Below are the entries. Transcribe exactly the lines from the one with "to the installer." through the one with "pub use crate::assumptions::Assumption;", ends included, and leave out all others.

····················

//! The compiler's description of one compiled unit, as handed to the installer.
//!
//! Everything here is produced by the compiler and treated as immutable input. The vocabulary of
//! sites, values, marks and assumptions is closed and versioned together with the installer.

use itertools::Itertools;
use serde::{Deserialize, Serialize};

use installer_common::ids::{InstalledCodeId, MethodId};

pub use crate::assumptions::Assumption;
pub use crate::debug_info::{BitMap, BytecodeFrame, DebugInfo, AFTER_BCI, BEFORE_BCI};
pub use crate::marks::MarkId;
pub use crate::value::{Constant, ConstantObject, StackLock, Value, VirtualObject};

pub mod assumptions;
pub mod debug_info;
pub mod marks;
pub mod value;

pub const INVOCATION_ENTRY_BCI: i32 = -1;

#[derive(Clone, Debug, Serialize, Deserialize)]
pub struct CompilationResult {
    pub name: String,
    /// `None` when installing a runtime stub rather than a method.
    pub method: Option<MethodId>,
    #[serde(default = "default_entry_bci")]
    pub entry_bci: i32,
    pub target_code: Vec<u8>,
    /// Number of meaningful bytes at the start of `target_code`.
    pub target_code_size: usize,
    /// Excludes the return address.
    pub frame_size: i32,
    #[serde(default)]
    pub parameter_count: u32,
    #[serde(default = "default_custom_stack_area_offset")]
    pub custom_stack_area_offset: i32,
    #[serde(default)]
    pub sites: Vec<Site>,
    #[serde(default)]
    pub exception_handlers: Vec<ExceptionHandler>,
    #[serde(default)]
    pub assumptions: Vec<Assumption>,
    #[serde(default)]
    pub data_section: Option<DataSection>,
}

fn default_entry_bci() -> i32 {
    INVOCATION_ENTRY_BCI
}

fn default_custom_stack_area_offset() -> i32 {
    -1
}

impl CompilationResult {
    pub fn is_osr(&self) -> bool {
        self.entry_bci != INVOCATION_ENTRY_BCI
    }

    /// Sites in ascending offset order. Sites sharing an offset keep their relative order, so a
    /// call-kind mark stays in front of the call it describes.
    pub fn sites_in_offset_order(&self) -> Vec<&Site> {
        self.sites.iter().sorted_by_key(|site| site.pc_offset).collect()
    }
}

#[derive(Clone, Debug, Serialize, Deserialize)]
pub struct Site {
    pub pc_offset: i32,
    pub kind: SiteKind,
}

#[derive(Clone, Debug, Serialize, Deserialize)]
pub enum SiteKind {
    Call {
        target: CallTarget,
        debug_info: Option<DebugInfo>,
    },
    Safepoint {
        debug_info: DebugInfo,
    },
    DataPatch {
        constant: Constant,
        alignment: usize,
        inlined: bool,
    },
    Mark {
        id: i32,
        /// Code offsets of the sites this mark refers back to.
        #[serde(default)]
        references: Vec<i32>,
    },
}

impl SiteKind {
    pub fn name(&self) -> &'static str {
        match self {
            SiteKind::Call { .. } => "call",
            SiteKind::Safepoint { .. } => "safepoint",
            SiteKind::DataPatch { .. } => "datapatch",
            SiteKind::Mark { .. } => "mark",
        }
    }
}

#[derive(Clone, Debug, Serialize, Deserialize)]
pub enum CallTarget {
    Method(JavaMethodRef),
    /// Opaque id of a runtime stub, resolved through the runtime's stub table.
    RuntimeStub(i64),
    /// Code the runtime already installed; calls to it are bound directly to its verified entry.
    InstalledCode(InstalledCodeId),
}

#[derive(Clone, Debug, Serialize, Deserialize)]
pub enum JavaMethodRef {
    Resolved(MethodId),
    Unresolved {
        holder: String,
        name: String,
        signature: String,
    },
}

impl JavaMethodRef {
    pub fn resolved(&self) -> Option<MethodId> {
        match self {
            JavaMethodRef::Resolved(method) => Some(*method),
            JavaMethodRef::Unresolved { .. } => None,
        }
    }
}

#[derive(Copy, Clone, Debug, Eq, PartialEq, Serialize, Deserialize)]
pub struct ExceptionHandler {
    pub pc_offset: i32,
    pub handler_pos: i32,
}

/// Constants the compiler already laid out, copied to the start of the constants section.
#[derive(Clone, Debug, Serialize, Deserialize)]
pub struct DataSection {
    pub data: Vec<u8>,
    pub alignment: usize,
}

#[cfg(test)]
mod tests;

····················

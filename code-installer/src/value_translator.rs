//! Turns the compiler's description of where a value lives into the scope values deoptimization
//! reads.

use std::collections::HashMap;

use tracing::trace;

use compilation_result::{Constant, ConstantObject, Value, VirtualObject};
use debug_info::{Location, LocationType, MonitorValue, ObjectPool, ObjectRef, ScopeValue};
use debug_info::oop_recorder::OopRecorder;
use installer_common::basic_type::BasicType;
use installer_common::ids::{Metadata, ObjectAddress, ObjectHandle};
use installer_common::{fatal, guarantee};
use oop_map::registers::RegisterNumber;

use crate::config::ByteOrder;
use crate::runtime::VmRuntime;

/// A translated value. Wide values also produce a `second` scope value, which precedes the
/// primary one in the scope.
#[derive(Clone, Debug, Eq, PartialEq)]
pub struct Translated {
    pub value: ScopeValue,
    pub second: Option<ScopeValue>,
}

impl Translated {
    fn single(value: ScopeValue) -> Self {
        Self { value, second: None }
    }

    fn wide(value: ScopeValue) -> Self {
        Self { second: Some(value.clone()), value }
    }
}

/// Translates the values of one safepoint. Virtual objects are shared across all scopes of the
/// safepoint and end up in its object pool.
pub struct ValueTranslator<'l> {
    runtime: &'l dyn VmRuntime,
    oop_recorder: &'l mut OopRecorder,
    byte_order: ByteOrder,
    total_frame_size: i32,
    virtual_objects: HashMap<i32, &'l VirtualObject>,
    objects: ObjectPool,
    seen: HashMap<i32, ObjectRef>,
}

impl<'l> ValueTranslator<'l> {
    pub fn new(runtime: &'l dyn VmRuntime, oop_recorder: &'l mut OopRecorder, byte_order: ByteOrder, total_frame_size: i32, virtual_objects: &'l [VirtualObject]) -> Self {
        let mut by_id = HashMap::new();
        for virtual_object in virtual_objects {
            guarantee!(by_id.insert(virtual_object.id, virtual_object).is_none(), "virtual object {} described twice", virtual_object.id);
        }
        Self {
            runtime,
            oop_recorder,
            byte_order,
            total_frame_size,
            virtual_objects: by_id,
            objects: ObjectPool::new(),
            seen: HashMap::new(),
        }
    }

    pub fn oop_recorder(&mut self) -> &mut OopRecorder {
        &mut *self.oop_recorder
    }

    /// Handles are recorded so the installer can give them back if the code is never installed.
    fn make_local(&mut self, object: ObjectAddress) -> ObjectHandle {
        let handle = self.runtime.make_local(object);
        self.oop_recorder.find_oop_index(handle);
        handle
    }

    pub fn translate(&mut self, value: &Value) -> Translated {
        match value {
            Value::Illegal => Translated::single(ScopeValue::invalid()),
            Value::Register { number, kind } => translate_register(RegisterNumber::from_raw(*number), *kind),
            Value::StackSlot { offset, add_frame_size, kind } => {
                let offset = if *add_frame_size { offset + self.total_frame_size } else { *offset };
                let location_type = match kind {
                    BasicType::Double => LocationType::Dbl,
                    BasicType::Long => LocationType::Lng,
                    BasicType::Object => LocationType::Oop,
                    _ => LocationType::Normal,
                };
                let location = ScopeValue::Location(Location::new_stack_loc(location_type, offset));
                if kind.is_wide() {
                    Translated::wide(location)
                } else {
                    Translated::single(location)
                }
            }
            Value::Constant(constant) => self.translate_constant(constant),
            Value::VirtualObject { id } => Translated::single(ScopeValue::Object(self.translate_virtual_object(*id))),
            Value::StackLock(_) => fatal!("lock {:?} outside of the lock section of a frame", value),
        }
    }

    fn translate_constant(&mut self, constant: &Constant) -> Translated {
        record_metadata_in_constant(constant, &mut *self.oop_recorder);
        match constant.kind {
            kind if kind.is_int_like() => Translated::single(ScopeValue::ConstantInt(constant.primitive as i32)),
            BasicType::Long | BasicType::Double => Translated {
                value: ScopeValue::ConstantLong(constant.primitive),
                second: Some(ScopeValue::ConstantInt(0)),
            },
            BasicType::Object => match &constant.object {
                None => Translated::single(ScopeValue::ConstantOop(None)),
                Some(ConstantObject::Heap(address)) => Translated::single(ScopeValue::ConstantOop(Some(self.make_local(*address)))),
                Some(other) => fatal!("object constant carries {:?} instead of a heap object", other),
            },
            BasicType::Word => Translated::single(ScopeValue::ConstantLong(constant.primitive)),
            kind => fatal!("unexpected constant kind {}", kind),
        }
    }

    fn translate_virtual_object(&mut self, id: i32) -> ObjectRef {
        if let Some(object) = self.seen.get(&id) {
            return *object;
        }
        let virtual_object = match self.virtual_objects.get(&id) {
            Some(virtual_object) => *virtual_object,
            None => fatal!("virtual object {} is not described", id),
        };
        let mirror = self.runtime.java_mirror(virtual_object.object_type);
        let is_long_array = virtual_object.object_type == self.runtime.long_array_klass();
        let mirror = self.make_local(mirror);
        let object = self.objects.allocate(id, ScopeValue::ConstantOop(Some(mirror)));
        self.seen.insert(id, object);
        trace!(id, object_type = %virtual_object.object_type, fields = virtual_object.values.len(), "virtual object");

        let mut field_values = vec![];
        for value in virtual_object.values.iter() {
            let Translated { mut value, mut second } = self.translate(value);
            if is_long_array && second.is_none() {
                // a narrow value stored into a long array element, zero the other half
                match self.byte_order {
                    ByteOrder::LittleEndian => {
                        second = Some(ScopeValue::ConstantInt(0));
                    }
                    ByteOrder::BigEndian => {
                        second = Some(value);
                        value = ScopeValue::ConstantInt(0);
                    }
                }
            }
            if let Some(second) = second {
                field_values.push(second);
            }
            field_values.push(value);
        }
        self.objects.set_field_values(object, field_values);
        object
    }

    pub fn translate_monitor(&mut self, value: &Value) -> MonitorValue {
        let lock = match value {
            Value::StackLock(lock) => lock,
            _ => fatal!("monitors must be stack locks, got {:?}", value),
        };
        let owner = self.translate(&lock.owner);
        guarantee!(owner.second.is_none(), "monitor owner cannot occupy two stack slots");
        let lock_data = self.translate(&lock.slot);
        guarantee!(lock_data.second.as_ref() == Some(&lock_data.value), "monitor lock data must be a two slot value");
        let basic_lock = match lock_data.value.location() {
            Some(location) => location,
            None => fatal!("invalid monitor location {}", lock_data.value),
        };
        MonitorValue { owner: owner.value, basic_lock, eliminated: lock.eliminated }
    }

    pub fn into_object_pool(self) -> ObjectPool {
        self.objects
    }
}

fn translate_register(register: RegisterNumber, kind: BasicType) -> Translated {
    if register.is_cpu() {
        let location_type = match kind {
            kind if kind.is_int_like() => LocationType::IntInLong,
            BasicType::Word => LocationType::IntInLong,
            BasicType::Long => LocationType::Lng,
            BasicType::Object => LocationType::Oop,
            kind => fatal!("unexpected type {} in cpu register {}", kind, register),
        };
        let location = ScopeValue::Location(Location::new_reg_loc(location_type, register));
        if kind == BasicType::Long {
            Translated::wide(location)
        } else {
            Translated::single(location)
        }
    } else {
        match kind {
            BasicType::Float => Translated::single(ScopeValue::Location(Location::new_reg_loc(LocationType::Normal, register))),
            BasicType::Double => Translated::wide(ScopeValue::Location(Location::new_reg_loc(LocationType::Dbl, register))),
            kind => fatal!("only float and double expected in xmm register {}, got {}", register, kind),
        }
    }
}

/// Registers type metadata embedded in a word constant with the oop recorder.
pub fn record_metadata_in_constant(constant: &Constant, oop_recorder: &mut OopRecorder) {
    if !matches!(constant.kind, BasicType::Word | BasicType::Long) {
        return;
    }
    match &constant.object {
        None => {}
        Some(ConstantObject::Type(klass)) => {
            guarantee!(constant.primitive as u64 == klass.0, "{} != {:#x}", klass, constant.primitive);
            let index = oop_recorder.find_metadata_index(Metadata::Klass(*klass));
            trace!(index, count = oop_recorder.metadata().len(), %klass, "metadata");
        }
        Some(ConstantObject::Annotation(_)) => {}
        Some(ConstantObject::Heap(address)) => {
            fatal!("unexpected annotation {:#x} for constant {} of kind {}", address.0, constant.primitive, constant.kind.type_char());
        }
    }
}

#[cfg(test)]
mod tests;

····················

● **EXPECTED ANSWER**
//! The compiler's description of one compiled unit, as handed to the installer.
//!
//! Everything here is produced by the compiler and treated as immutable input. The vocabulary of
//! sites, values, marks and assumptions is closed and versioned together with the installer.

use itertools::Itertools;
use serde::{Deserialize, Serialize};

use installer_common::ids::{InstalledCodeId, MethodId};

pub use crate::assumptions::Assumption;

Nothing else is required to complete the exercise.